ASSIGNMENT -> Filter the listing below, please, and copy only the lines with the word "HistoryPage".

THE RECORDS ->

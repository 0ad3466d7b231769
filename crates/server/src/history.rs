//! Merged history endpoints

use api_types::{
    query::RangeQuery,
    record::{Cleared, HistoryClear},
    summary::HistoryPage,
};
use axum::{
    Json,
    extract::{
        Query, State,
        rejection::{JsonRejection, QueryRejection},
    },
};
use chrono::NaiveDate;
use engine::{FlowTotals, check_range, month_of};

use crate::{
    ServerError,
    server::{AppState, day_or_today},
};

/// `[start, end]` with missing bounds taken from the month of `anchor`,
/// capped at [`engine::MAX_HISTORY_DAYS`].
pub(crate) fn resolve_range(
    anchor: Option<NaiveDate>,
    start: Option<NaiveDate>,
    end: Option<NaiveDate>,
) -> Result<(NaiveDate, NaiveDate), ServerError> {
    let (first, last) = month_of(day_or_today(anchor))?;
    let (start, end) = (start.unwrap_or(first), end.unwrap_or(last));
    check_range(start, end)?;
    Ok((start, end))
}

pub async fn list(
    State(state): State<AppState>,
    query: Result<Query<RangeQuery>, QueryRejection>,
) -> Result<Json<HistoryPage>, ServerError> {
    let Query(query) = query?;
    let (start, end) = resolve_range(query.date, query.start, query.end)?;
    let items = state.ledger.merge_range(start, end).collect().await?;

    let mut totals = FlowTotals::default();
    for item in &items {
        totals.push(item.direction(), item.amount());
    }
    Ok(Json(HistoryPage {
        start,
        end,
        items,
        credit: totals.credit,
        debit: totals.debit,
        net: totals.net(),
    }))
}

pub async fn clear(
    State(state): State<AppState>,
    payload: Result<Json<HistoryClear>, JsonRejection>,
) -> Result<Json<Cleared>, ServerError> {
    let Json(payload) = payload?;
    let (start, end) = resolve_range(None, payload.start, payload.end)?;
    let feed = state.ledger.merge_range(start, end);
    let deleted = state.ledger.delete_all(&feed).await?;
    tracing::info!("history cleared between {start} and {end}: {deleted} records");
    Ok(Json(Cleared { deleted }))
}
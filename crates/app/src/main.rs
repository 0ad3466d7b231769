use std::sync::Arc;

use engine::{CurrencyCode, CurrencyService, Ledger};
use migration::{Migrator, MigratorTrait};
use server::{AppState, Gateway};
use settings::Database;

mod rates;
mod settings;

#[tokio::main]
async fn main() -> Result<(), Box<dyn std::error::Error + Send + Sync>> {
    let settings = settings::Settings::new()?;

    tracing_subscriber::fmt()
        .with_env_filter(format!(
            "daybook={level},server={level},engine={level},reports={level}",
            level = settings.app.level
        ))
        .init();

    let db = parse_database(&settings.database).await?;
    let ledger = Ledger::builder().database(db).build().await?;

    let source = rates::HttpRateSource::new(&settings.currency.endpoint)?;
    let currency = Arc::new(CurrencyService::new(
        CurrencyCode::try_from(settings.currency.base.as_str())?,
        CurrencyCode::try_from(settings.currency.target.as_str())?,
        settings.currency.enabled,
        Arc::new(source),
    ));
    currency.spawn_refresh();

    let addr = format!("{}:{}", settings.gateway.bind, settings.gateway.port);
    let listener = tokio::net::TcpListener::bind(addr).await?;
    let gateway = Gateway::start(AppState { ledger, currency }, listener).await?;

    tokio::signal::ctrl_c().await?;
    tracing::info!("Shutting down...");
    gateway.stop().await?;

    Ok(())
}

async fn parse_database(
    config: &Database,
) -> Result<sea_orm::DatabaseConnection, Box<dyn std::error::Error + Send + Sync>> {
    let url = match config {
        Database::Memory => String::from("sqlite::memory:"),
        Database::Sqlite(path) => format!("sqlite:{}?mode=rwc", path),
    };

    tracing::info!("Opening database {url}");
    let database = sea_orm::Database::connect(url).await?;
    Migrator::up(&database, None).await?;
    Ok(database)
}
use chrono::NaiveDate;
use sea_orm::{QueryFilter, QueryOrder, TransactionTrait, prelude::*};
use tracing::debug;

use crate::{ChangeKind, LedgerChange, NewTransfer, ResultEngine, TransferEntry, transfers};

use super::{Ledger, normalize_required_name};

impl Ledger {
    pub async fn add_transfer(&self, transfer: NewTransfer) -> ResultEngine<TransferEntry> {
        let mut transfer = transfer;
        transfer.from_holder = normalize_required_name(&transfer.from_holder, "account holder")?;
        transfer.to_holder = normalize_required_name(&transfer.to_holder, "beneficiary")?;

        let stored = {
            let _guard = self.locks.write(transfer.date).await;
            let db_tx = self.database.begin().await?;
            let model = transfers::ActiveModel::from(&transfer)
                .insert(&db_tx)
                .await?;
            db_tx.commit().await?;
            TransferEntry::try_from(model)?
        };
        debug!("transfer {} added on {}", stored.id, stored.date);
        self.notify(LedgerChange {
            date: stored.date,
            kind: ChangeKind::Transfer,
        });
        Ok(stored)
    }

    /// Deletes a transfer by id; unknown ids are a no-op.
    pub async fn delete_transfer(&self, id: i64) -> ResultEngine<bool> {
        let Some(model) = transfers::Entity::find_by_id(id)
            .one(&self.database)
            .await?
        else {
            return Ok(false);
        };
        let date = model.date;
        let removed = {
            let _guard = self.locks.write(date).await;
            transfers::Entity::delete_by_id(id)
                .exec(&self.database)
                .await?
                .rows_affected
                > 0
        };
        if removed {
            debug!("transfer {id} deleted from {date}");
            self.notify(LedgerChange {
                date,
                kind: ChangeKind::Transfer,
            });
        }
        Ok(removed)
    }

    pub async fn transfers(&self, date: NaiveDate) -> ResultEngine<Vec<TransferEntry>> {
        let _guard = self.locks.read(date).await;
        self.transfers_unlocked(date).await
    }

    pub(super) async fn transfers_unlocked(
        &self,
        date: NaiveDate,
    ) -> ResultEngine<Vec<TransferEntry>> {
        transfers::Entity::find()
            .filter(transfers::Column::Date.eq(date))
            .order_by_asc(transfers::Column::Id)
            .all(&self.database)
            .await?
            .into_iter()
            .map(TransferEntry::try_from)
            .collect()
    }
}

EXERCISE ANSWER ->
    summary::HistoryPage,
) -> Result<Json<HistoryPage>, ServerError> {
    Ok(Json(HistoryPage {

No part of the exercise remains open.